**EXERCISE MATERIAL:**
// ============================================================================
// KNOWN PRODUCTS
// ============================================================================

pub const KNOWN_PRODUCTS: &[(&str, Category)] = &[
    // NL BIER
    ("heineken 24x33cl blik", Category::NlBeer),
    ("heineken 24x30cl fles", Category::NlBeer),
    ("heineken 12x50cl blik", Category::NlBeer),
    ("heineken fust 20l", Category::NlBeer),
    ("heineken pils 24x25cl fles", Category::NlBeer),
    ("grolsch premium pilsner 24x33cl blik", Category::NlBeer),
    ("grolsch kanon 24x50cl blik", Category::NlBeer),
    ("grolsch beugel 20x45cl", Category::NlBeer),
    ("grolsch 24x30cl fles", Category::NlBeer),
    ("bavaria pils 24x33cl blik", Category::NlBeer),
    ("bavaria 24x50cl blik", Category::NlBeer),
    ("bavaria 8.6 24x50cl blik", Category::NlBeer),
    ("amstel 24x33cl blik", Category::NlBeer),
    ("amstel 24x30cl fles", Category::NlBeer),
    ("amstel radler 24x33cl blik", Category::NlBeer),
    ("hertog jan 24x30cl fles", Category::NlBeer),
    ("hertog jan weizener 24x30cl fles", Category::NlBeer),
    ("brand pils 24x30cl fles", Category::NlBeer),
    ("brand weizen 24x30cl fles", Category::NlBeer),
    ("gulpener pilsner 24x30cl fles", Category::NlBeer),
    ("dommelsch pilsener 24x30cl fles", Category::NlBeer),
    ("alfa edel pils 24x30cl fles", Category::NlBeer),
    ("la trappe dubbel 24x33cl fles", Category::NlBeer),
    ("la trappe tripel 24x33cl fles", Category::NlBeer),
    ("la trappe quadrupel 24x33cl fles", Category::NlBeer),
    ("texels skuumkoppe 24x30cl fles", Category::NlBeer),
    ("lindeboom pilsener 24x30cl fles", Category::NlBeer),
    ("budels pilsner 24x30cl fles", Category::NlBeer),
    ("jopen hoppenbier 24x33cl fles", Category::NlBeer),
    ("brouwerij 't ij columbus 24x33cl fles", Category::NlBeer),
    // BUITENLANDS BIER
    ("corona extra 24x35.5cl fles", Category::ForeignBeer),
    ("desperados 24x33cl fles", Category::ForeignBeer),
    ("desperados 24x33cl blik", Category::ForeignBeer),
    ("jupiler 24x33cl blik", Category::ForeignBeer),
    ("jupiler 24x25cl fles", Category::ForeignBeer),
    ("stella artois 24x33cl blik", Category::ForeignBeer),
    ("stella artois 24x25cl fles", Category::ForeignBeer),
    ("leffe blond 24x33cl fles", Category::ForeignBeer),
    ("leffe bruin 24x33cl fles", Category::ForeignBeer),
    ("duvel 24x33cl fles", Category::ForeignBeer),
    ("hoegaarden wit 24x30cl fles", Category::ForeignBeer),
    ("affligem blond 24x30cl fles", Category::ForeignBeer),
    ("affligem tripel 24x30cl fles", Category::ForeignBeer),
    ("la chouffe 24x33cl fles", Category::ForeignBeer),
    ("westmalle tripel 24x33cl fles", Category::ForeignBeer),
    ("kwak 24x33cl fles", Category::ForeignBeer),
    ("palm 24x25cl fles", Category::ForeignBeer),
    ("erdinger weissbier 12x50cl fles", Category::ForeignBeer),
    ("paulaner hefe-weissbier 20x50cl fles", Category::ForeignBeer),
    ("warsteiner 24x33cl blik", Category::ForeignBeer),
    ("budweiser 24x33cl blik", Category::ForeignBeer),
    ("peroni nastro azzurro 24x33cl fles", Category::ForeignBeer),
    ("birra moretti 24x33cl fles", Category::ForeignBeer),
    ("estrella damm 24x33cl fles", Category::ForeignBeer),
    ("san miguel 24x33cl fles", Category::ForeignBeer),
    ("guinness draught 24x44cl blik", Category::ForeignBeer),
    ("kronenbourg 1664 24x25cl fles", Category::ForeignBeer),
    ("brahma 24x33cl fles", Category::ForeignBeer),
    ("sol 24x33cl fles", Category::ForeignBeer),
    ("tsingtao 24x33cl fles", Category::ForeignBeer),
    ("asahi super dry 24x33cl fles", Category::ForeignBeer),
    ("efes pilsener 24x50cl blik", Category::ForeignBeer),
    // ALCOHOLVRIJ
    ("heineken 0.0 24x33cl blik", Category::AlcoholFree),
    ("heineken 0.0 24x30cl fles", Category::AlcoholFree),
    ("amstel 0.0 24x33cl blik", Category::AlcoholFree),
    ("amstel radler 0.0 24x33cl blik", Category::AlcoholFree),
    ("grolsch 0.0 24x33cl blik", Category::AlcoholFree),
    ("bavaria 0.0 24x33cl blik", Category::AlcoholFree),
    ("bavaria 0.0 wit 24x30cl fles", Category::AlcoholFree),
    ("hertog jan 0.0 24x30cl fles", Category::AlcoholFree),
    ("brand 0.0 24x30cl fles", Category::AlcoholFree),
    ("jupiler 0.0 24x25cl fles", Category::AlcoholFree),
    ("leffe blond 0.0 24x33cl fles", Category::AlcoholFree),
    ("affligem blond 0.0 24x30cl fles", Category::AlcoholFree),
    ("erdinger alkoholfrei 12x50cl fles", Category::AlcoholFree),
    ("corona cero 24x33cl fles", Category::AlcoholFree),
    ("desperados virgin 0.0 24x33cl blik", Category::AlcoholFree),
    // CIDER
    ("somersby apple 24x33cl blik", Category::Cider),
    ("somersby apple 24x30cl fles", Category::Cider),
    ("somersby pear 24x33cl blik", Category::Cider),
    ("somersby watermelon 24x33cl blik", Category::Cider),
    ("somersby blackberry 24x33cl blik", Category::Cider),
    ("strongbow gold apple 24x33cl blik", Category::Cider),
    ("kopparberg strawberry & lime 15x50cl fles", Category::Cider),
    ("kopparberg mixed fruit 15x33cl fles", Category::Cider),
    ("apple bandit classic 24x30cl fles", Category::Cider),
    ("magners original 24x33cl fles", Category::Cider),
    ("rekorderlig strawberry-lime 15x50cl fles", Category::Cider),
    // STERKE DRANK
    ("smirnoff red vodka 70cl", Category::StrongSpirits),
    ("smirnoff red vodka 100cl", Category::StrongSpirits),
    ("absolut vodka 70cl", Category::StrongSpirits),
    ("absolut vodka 100cl", Category::StrongSpirits),
    ("grey goose vodka 70cl", Category::StrongSpirits),
    ("ketel 1 vodka 100cl", Category::StrongSpirits),
    ("eristoff vodka 70cl", Category::StrongSpirits),
    ("jack daniel's old no.7 70cl", Category::StrongSpirits),
    ("jack daniel's old no.7 100cl", Category::StrongSpirits),
    ("jack daniel's honey 70cl", Category::StrongSpirits),
    ("johnnie walker red label 70cl", Category::StrongSpirits),
    ("johnnie walker black label 70cl", Category::StrongSpirits),
    ("jameson irish whiskey 70cl", Category::StrongSpirits),
    ("ballantine's finest 70cl", Category::StrongSpirits),
    ("glenfiddich 12 years 70cl", Category::StrongSpirits),
    ("chivas regal 12 years 70cl", Category::StrongSpirits),
    ("bacardi carta blanca 70cl", Category::StrongSpirits),
    ("bacardi carta blanca 100cl", Category::StrongSpirits),
    ("captain morgan spiced gold 70cl", Category::StrongSpirits),
    ("captain morgan black 70cl", Category::StrongSpirits),
    ("havana club 3 anos 70cl", Category::StrongSpirits),
    ("kraken black spiced rum 70cl", Category::StrongSpirits),
    ("gordon's london dry gin 70cl", Category::StrongSpirits),
    ("bombay sapphire gin 70cl", Category::StrongSpirits),
    ("hendrick's gin 70cl", Category::StrongSpirits),
    ("tanqueray london dry gin 70cl", Category::StrongSpirits),
    ("olmeca silver tequila 70cl", Category::StrongSpirits),
    ("jose cuervo especial gold 70cl", Category::StrongSpirits),
    ("hennessy vs cognac 70cl", Category::StrongSpirits),
    ("remy martin vsop 70cl", Category::StrongSpirits),
    ("bols jonge jenever 100cl", Category::StrongSpirits),
    ("hooghoudt jonge graanjenever 100cl", Category::StrongSpirits),
    ("ketel 1 jonge jenever 100cl", Category::StrongSpirits),
    ("schrobbelèr 70cl", Category::StrongSpirits),
    ("sambuca molinari 70cl", Category::StrongSpirits),
    // LIKEUREN
    ("baileys original irish cream 70cl", Category::Liqueur),
    ("baileys original irish cream 100cl", Category::Liqueur),
    ("licor 43 70cl", Category::Liqueur),
    ("passoa 70cl", Category::Liqueur),
    ("malibu 70cl", Category::Liqueur),
    ("malibu 100cl", Category::Liqueur),
    ("jägermeister 70cl", Category::Liqueur),
    ("jägermeister 100cl", Category::Liqueur),
    ("kahlua 70cl", Category::Liqueur),
    ("disaronno amaretto 70cl", Category::Liqueur),
    ("safari 70cl", Category::Liqueur),
    ("pisang ambon 70cl", Category::Liqueur),
    ("dooley's toffee liqueur 70cl", Category::Liqueur),
    ("bols blue curacao 70cl", Category::Liqueur),
    ("limoncello di capri 70cl", Category::Liqueur),
    ("aperol 70cl", Category::Liqueur),
    ("campari 70cl", Category::Liqueur),
    // MIX DRANK
    ("lovka 10% vodka energy 24x25cl blik", Category::MixDrink),
    ("lovka 10% vodka lemon 24x25cl blik", Category::MixDrink),
    ("bacardi breezer orange 24x27.5cl fles", Category::MixDrink),
    ("bacardi breezer watermelon 24x27.5cl fles", Category::MixDrink),
    ("bacardi breezer lime 24x27.5cl fles", Category::MixDrink),
    ("smirnoff ice 24x27.5cl fles", Category::MixDrink),
    ("smirnoff ice 24x25cl blik", Category::MixDrink),
    ("jack daniel's & cola 24x33cl blik", Category::MixDrink),
    ("captain morgan & cola 12x33cl blik", Category::MixDrink),
    ("gordon's gin & tonic 12x25cl blik", Category::MixDrink),
    ("bacardi mojito 12x25cl blik", Category::MixDrink),
    ("safari orange 24x25cl blik", Category::MixDrink),
    ("passoa & orange 24x25cl blik", Category::MixDrink),
    ("white claw hard seltzer black cherry 12x33cl blik", Category::MixDrink),
    ("hooch lemon 24x33cl fles", Category::MixDrink),
    ("breezer pineapple 24x27.5cl fles", Category::MixDrink),
    ("flügel vodka energy 20x2cl", Category::MixDrink),
    ("shotz blue 40x2cl", Category::MixDrink),
    // WIJN
    ("casillero del diablo cabernet sauvignon 75cl", Category::Wine),
    ("casillero del diablo chardonnay 75cl", Category::Wine),
    ("campo viejo rioja tempranillo 75cl", Category::Wine),
    ("jacob's creek shiraz 75cl", Category::Wine),
    ("hardys merlot 75cl", Category::Wine),
    ("barefoot pinot grigio 75cl", Category::Wine),
    ("oxford landing sauvignon blanc 75cl", Category::Wine),
    ("mateus rosé 75cl", Category::Wine),
    ("la palma merlot 75cl", Category::Wine),
    ("huiswijn rood bag in box 3l", Category::Wine),
    ("huiswijn wit bag in box 3l", Category::Wine),
    ("huiswijn rosé bag in box 3l", Category::Wine),
    ("glühwein 100cl", Category::Wine),
    ("port ruby 75cl", Category::Wine),
    // MOUSSERENDE WIJN
    ("moët & chandon brut impérial 75cl", Category::SparklingWine),
    ("veuve clicquot brut 75cl", Category::SparklingWine),
    ("freixenet cordon negro brut 75cl", Category::SparklingWine),
    ("martini prosecco 75cl", Category::SparklingWine),
    ("la gioiosa prosecco 75cl", Category::SparklingWine),
    ("jacob's creek sparkling rosé 75cl", Category::SparklingWine),
    ("crémant de bourgogne brut 75cl", Category::SparklingWine),
    ("kinderchampagne 75cl", Category::SparklingWine),
    // FRISDRANK
    ("coca-cola 24x33cl blik", Category::SoftDrink),
    ("coca-cola zero 24x33cl blik", Category::SoftDrink),
    ("coca-cola 12x150cl pet", Category::SoftDrink),
    ("coca-cola 24x20cl fles", Category::SoftDrink),
    ("pepsi max 24x33cl blik", Category::SoftDrink),
    ("fanta orange 24x33cl blik", Category::SoftDrink),
    ("fanta cassis 24x33cl blik", Category::SoftDrink),
    ("sprite 24x33cl blik", Category::SoftDrink),
    ("7up 24x33cl blik", Category::SoftDrink),
    ("fuze tea sparkling 24x33cl blik", Category::SoftDrink),
    ("lipton ice tea sparkling 24x33cl blik", Category::SoftDrink),
    ("lipton ice tea green 12x150cl pet", Category::SoftDrink),
    ("schweppes tonic 24x20cl fles", Category::SoftDrink),
    ("schweppes ginger ale 24x20cl fles", Category::SoftDrink),
    ("schweppes bitter lemon 24x20cl fles", Category::SoftDrink),
    ("sisi no bubbles 24x20cl pak", Category::SoftDrink),
    ("royal club tonic 24x20cl fles", Category::SoftDrink),
    ("dr pepper 24x33cl blik", Category::SoftDrink),
    ("mountain dew 24x33cl blik", Category::SoftDrink),
    ("chocomel 24x25cl blik", Category::SoftDrink),
    ("fristi 24x20cl fles", Category::SoftDrink),
    ("rivella 24x33cl blik", Category::SoftDrink),
    ("arizona green tea 24x50cl blik", Category::SoftDrink),
    // ENERGY DRANK
    ("red bull 24x25cl blik", Category::EnergyDrink),
    ("red bull sugarfree 24x25cl blik", Category::EnergyDrink),
    ("red bull 12x47.3cl blik", Category::EnergyDrink),
    ("monster energy 12x50cl blik", Category::EnergyDrink),
    ("monster ultra white 12x50cl blik", Category::EnergyDrink),
    ("rockstar original 12x50cl blik", Category::EnergyDrink),
    ("burn original 24x25cl blik", Category::EnergyDrink),
    ("bullit energy 24x25cl blik", Category::EnergyDrink),
    ("slammers energy 24x25cl blik", Category::EnergyDrink),
    ("golden power energy 24x25cl blik", Category::EnergyDrink),
    ("krating daeng 24x25cl blik", Category::EnergyDrink),
    // SAPPEN
    ("appelsientje sinaasappel 12x100cl pak", Category::Juice),
    ("appelsientje appel 12x100cl pak", Category::Juice),
    ("tropicana orange 12x25cl fles", Category::Juice),
    ("capri-sun orange 40x20cl", Category::Juice),
    ("minute maid orange 24x33cl blik", Category::Juice),
    ("innocent smoothie mango 8x75cl", Category::Juice),
    ("van de boom appelsap 6x100cl", Category::Juice),
    ("taksi jus d'orange 24x20cl pak", Category::Juice),
    // WATER
    ("spa reine 24x50cl pet", Category::Water),
    ("spa reine 6x150cl pet", Category::Water),
    ("spa intense 24x50cl pet", Category::Water),
    ("spa touch of lemon 24x50cl pet", Category::Water),
    ("chaudfontaine blauw 24x50cl pet", Category::Water),
    ("chaudfontaine rood 24x50cl pet", Category::Water),
    ("evian 24x50cl pet", Category::Water),
    ("sourcy mineraalwater 24x50cl pet", Category::Water),
    ("bar-le-duc 24x50cl pet", Category::Water),
    ("san pellegrino 24x50cl pet", Category::Water),
    ("perrier 24x33cl blik", Category::Water),
    ("vittel 24x50cl pet", Category::Water),
    // KOFFIE & THEE
    ("douwe egberts aroma rood 500g", Category::CoffeeTea),
    ("douwe egberts koffiebonen 1kg", Category::CoffeeTea),
    ("senseo classic 36 pads", Category::CoffeeTea),
    ("nespresso ristretto 10 cups", Category::CoffeeTea),
    ("lavazza crema e gusto 1kg", Category::CoffeeTea),
    ("pickwick english tea blend 100 zakjes", Category::CoffeeTea),
    ("pickwick rooibos 20 zakjes", Category::CoffeeTea),
    ("lipton yellow label 100 zakjes", Category::CoffeeTea),
    ("campina koffiemelk 10x7.5g cupjes", Category::CoffeeTea),
    ("suikerzakjes 1000 stuks", Category::CoffeeTea),
    // SNACKS
    ("lay's paprika 20x40g", Category::Snacks),
    ("lay's naturel 20x40g", Category::Snacks),
    ("doritos nacho cheese 20x44g", Category::Snacks),
    ("pringles original 19x40g", Category::Snacks),
    ("duyvis borrelnoten 10x60g", Category::Snacks),
    ("calvé pindakaas 350g", Category::Snacks),
    ("m&m's peanut 24x45g", Category::Snacks),
    ("snickers 32x50g", Category::Snacks),
    ("mars 32x51g", Category::Snacks),
    ("twix 30x50g", Category::Snacks),
    ("kitkat 24x41.5g", Category::Snacks),
    ("haribo goudbeertjes 28x75g", Category::Snacks),
    ("daelmans stroopwafels 12x8 stuks", Category::Snacks),
    ("tuc crackers naturel 24x100g", Category::Snacks),
    // NON-FOOD
    ("plastic bekers 200cc 100 stuks", Category::NonFood),
    ("servetten wit 3-laags 50 stuks", Category::NonFood),
    ("rietjes zwart 250 stuks", Category::NonFood),
    ("vuilniszakken 60l 20 stuks", Category::NonFood),
    ("ijsblokjes 2kg", Category::NonFood),
    ("wegwerp handschoenen m 100 stuks", Category::NonFood),
    ("heineken bierglas 25cl 6 stuks", Category::NonFood),
    ("champagneglazen kunststof 10 stuks", Category::NonFood),
    ("bezorgkosten", Category::NonFood),
    // KRATTEN & STATIEGELD
    ("krat heineken 24x30cl leeg", Category::Crates),
    ("statiegeld fles 0.10", Category::Crates),
    ("statiegeld krat 3.90", Category::Crates),
    ("emballage fust 30.00", Category::Crates),
];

**WORK TO BE COMPLETED:** Identify every line above with the string "jonge" in it. Copy those lines.

**ANSWER BOX:**
    ("bols jonge jenever 100cl", Category::StrongSpirits),
    ("hooghoudt jonge graanjenever 100cl", Category::StrongSpirits),
    ("ketel 1 jonge jenever 100cl", Category::StrongSpirits),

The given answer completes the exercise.